Look over the entries below. Report how many lines hold the word "addr", and only that.

(Beginning of TASK INPUT)

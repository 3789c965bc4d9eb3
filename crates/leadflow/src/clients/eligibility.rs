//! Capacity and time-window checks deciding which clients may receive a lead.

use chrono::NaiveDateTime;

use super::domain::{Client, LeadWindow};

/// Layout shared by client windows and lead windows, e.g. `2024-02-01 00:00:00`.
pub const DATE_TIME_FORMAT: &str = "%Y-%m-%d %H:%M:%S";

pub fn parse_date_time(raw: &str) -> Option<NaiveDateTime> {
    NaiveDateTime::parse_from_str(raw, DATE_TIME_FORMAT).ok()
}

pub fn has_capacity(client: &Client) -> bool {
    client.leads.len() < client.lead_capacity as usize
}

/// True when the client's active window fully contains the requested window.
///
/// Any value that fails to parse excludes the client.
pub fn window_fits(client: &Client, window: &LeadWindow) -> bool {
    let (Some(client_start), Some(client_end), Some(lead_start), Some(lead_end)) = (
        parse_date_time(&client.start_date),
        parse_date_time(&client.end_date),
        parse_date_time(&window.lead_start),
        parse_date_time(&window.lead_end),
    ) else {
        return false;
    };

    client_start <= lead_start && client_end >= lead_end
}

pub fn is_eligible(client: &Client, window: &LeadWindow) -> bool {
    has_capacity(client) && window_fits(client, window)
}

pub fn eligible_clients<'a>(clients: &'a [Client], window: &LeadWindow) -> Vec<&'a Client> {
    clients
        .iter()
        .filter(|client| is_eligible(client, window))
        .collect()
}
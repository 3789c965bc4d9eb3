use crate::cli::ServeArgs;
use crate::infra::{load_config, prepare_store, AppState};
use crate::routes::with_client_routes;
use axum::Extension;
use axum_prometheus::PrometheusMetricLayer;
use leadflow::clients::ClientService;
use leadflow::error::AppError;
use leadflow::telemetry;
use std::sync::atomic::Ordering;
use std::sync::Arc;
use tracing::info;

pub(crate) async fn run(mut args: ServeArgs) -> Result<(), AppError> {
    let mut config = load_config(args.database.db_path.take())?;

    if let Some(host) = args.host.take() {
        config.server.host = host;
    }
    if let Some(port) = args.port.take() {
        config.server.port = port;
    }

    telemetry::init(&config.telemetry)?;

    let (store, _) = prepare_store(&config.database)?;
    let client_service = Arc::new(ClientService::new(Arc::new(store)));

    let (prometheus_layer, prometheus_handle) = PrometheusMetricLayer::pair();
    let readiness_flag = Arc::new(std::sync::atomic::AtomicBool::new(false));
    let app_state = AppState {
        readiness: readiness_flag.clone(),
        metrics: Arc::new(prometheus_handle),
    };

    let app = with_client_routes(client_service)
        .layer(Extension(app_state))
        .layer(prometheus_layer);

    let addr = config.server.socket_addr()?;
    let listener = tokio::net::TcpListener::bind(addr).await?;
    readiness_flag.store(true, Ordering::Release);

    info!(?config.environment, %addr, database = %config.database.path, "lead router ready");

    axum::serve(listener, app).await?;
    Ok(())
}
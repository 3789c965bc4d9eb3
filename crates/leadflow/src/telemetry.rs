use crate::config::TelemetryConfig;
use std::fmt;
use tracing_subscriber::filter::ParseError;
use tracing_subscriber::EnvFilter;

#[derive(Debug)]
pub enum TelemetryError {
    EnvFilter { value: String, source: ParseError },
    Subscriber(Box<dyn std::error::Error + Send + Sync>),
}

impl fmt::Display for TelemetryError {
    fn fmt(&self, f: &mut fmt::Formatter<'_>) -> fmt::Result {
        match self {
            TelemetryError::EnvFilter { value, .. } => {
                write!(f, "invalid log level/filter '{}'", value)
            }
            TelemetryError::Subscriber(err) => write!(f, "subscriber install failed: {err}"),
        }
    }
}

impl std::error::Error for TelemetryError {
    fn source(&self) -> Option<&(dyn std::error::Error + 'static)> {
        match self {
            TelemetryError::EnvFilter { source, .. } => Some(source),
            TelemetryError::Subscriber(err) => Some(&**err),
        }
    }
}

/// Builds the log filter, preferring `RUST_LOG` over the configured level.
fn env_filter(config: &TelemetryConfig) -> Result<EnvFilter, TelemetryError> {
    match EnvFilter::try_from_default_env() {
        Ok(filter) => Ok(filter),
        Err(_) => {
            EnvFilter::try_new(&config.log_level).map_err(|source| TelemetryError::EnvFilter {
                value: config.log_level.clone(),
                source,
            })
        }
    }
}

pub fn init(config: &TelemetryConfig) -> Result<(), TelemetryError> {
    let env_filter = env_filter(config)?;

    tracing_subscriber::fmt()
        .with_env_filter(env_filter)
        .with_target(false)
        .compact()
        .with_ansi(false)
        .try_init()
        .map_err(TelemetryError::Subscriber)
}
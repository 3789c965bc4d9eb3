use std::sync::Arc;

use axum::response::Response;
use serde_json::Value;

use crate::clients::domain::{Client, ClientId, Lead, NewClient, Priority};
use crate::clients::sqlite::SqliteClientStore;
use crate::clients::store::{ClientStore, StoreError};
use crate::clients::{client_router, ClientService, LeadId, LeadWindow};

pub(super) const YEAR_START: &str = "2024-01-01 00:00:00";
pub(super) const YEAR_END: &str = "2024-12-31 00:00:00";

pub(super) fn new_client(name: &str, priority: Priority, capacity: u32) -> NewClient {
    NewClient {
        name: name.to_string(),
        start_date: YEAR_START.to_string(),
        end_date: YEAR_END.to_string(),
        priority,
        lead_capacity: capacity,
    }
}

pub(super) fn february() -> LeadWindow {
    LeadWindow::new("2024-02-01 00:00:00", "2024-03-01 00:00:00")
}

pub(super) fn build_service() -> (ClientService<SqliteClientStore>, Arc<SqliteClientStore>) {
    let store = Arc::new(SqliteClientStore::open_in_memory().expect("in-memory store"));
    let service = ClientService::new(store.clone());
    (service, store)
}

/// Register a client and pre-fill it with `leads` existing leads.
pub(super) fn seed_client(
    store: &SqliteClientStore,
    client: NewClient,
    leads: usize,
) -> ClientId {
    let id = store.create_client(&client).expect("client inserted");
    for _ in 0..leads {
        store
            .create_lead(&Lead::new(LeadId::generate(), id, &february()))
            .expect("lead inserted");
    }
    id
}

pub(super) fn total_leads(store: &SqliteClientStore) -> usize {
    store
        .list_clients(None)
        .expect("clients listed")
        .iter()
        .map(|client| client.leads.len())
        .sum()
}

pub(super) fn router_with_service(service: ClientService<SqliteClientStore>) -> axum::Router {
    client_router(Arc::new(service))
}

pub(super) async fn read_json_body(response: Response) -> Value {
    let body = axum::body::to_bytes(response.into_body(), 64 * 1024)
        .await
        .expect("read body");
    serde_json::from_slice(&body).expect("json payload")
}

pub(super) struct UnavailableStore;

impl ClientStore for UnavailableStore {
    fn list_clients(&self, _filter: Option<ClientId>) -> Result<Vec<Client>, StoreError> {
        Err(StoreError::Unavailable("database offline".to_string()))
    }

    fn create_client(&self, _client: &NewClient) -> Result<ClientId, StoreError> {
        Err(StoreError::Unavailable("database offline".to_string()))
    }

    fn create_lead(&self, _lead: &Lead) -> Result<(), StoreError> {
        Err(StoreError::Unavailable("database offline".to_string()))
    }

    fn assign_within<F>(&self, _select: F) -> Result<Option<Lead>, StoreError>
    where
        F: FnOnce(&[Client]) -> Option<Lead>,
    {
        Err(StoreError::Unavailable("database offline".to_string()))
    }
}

(End of TASK INPUT)

**SOLUTION**
3